Below are lines of data. Give the number of them that contain the string "SqliteSynchronous", and nothing else.
--- DATA SUPPLIED ---
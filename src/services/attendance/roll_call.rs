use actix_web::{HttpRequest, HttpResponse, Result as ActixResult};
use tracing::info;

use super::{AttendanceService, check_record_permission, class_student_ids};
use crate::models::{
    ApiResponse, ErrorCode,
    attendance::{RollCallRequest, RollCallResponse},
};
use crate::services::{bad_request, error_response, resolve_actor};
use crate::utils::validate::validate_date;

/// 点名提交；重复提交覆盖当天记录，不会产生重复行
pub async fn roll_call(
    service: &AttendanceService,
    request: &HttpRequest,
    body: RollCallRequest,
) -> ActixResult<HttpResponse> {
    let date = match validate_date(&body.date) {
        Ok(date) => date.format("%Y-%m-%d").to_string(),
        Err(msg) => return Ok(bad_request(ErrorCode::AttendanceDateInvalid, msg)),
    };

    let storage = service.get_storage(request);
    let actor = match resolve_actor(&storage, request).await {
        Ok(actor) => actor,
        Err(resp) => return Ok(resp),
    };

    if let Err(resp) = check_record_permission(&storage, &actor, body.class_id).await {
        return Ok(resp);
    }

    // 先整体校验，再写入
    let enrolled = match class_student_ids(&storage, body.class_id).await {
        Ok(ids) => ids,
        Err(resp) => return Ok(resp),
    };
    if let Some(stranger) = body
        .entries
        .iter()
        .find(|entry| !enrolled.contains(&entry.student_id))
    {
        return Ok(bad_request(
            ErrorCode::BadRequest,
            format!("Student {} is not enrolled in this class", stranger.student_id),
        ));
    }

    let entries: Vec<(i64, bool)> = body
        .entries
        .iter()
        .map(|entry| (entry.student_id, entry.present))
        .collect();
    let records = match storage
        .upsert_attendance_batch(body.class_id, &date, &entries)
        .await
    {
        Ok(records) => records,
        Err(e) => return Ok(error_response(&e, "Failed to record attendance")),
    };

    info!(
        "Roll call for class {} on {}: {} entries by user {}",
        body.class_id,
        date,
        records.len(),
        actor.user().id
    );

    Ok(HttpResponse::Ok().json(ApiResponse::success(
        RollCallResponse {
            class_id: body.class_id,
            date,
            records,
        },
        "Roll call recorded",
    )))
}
---
--- DATA SUPPLIED ---
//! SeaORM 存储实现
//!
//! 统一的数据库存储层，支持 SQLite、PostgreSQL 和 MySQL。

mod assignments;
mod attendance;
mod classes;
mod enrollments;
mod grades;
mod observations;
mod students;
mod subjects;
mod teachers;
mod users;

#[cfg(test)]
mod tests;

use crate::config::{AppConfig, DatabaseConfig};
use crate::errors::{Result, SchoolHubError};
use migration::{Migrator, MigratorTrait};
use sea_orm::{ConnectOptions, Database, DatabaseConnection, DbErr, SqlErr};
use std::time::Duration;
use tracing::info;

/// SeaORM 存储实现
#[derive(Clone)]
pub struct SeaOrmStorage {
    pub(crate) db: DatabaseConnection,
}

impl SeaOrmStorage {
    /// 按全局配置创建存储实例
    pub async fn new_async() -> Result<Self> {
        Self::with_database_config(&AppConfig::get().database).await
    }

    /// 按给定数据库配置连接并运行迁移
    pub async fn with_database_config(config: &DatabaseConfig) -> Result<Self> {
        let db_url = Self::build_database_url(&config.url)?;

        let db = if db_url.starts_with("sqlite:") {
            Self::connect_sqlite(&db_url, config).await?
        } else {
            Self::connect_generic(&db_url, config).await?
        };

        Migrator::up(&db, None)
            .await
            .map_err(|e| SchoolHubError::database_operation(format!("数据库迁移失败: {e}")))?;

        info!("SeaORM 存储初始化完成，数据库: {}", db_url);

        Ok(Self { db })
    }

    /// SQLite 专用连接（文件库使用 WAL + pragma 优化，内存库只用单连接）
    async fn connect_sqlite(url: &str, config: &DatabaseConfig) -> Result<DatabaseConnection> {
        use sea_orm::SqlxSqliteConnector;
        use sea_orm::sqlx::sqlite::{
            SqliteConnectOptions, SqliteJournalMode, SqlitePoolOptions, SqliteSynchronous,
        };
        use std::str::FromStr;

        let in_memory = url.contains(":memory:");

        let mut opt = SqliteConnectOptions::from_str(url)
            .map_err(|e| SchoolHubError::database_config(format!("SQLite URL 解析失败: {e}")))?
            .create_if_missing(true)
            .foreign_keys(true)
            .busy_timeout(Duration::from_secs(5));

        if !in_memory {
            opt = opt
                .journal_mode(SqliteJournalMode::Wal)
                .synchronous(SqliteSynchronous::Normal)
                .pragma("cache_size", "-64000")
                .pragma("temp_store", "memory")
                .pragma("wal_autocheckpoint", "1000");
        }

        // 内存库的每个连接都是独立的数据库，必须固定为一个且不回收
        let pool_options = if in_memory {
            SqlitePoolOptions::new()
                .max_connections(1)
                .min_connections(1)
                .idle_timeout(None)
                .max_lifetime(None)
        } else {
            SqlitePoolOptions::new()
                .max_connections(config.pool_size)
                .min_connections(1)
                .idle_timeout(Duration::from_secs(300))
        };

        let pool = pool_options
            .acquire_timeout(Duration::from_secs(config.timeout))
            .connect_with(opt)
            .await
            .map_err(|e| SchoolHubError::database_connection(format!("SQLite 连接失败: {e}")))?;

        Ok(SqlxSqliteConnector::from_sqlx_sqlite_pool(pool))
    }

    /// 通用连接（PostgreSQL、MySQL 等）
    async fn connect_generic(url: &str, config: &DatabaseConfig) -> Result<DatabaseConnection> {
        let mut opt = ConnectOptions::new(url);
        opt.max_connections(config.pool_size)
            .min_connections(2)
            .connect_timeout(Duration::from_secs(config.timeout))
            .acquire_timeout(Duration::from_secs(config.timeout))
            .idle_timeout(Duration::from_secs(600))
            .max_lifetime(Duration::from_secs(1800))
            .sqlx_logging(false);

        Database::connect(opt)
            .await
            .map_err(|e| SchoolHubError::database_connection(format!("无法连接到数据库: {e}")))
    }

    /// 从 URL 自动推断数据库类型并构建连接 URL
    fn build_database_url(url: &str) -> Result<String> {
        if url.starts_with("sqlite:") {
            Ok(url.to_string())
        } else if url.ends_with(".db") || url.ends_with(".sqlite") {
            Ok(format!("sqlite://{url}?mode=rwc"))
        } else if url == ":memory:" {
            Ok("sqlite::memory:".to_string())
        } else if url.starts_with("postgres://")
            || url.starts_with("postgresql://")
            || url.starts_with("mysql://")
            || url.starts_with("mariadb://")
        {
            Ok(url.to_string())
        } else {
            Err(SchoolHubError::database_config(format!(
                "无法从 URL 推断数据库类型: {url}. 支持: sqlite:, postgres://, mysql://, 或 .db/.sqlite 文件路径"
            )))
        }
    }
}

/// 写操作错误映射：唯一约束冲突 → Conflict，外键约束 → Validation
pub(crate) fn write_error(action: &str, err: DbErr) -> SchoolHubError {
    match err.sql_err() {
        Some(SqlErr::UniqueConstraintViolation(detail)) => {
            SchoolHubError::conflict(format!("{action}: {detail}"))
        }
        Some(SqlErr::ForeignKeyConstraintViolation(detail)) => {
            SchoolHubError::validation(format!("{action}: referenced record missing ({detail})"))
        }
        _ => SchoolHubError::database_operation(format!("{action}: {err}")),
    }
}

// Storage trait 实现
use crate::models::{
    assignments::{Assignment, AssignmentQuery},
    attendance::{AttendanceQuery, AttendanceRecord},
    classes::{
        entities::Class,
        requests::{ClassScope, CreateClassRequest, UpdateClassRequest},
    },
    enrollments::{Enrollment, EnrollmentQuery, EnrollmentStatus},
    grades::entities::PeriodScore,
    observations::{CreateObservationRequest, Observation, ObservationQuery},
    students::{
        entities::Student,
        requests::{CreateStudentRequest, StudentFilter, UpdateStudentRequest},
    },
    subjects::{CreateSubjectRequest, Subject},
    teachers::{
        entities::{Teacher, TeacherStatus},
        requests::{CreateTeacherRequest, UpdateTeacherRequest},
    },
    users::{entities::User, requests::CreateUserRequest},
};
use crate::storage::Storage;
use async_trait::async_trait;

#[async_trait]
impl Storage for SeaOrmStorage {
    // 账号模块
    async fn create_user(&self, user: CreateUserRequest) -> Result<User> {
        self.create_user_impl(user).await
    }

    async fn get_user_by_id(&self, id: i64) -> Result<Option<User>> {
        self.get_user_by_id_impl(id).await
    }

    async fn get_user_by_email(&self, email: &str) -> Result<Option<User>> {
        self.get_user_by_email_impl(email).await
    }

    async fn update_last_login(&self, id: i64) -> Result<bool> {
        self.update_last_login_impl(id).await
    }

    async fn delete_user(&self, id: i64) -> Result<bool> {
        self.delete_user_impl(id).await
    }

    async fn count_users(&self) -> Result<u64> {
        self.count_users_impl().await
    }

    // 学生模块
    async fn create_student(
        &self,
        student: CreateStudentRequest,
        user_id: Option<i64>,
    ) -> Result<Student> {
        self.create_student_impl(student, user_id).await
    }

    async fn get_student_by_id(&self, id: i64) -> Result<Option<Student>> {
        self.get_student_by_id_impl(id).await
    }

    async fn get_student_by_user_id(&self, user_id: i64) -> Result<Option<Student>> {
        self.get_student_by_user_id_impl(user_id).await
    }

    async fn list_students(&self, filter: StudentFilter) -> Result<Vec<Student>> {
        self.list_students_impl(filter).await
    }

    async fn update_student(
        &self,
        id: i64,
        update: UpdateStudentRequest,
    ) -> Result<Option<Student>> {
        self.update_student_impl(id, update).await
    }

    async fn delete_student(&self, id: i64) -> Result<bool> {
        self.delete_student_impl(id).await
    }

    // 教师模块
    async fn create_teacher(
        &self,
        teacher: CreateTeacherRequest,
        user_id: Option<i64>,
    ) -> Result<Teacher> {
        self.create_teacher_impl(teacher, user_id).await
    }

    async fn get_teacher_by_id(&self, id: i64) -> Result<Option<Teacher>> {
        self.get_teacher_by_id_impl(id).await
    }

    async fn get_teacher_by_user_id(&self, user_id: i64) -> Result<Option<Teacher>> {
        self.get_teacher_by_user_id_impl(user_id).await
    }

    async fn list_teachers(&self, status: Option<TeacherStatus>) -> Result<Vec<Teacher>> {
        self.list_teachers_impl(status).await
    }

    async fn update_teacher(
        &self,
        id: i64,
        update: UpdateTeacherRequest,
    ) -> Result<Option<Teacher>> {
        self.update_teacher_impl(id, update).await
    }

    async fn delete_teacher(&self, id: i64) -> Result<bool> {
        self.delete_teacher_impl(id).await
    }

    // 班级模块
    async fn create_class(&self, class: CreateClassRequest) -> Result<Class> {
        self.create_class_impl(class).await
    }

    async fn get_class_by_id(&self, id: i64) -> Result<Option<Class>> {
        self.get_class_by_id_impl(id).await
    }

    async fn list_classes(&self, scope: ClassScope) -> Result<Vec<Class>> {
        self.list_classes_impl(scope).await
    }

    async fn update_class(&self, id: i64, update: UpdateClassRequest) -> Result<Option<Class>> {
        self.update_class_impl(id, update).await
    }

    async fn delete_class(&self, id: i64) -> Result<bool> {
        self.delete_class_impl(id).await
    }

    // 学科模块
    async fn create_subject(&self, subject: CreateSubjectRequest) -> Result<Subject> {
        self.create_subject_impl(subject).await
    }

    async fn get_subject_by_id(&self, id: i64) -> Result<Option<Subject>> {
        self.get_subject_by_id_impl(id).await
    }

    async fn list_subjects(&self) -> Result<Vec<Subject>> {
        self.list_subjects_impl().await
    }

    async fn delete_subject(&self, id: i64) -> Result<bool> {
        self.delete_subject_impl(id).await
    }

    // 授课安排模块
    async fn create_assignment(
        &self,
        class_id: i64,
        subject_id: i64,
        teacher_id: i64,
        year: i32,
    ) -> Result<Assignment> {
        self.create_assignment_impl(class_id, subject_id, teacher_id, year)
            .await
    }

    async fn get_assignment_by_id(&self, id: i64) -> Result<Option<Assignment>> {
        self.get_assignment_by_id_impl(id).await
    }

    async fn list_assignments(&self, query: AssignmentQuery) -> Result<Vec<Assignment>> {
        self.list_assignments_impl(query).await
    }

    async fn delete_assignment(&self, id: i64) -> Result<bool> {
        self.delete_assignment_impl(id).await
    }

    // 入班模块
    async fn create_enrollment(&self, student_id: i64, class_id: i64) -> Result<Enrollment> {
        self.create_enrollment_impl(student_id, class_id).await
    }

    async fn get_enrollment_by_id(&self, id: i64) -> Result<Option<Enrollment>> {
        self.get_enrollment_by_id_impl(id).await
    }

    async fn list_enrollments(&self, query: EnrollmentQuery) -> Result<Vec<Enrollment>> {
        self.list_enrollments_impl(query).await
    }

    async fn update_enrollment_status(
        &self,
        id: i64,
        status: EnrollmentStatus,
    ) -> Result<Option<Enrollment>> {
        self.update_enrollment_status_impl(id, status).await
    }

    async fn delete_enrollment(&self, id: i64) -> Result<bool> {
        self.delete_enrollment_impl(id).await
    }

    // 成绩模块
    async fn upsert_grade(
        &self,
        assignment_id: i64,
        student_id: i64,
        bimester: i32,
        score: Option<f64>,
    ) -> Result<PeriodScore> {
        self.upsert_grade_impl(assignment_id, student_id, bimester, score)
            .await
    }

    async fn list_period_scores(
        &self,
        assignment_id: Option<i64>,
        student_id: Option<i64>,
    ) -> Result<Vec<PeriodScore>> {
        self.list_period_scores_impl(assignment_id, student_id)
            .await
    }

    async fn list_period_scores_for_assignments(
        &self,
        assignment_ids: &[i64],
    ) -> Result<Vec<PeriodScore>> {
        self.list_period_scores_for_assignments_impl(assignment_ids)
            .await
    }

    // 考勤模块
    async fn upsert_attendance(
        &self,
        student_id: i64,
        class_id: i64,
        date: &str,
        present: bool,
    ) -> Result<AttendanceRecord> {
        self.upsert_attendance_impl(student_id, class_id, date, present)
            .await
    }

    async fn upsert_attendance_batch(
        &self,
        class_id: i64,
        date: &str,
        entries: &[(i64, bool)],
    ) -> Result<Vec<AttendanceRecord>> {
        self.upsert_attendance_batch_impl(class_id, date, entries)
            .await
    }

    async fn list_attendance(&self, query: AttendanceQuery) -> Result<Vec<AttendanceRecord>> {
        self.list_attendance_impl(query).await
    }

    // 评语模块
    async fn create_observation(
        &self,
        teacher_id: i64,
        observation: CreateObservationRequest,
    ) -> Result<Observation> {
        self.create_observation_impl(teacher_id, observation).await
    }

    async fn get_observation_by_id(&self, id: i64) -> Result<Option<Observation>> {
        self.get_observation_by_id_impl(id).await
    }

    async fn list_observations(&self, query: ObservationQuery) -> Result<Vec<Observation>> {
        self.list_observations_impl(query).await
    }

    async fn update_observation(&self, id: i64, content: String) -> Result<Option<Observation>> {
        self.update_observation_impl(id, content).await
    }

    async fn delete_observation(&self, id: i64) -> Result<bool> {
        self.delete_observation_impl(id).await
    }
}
---
● COMPLETED EXERCISE: 2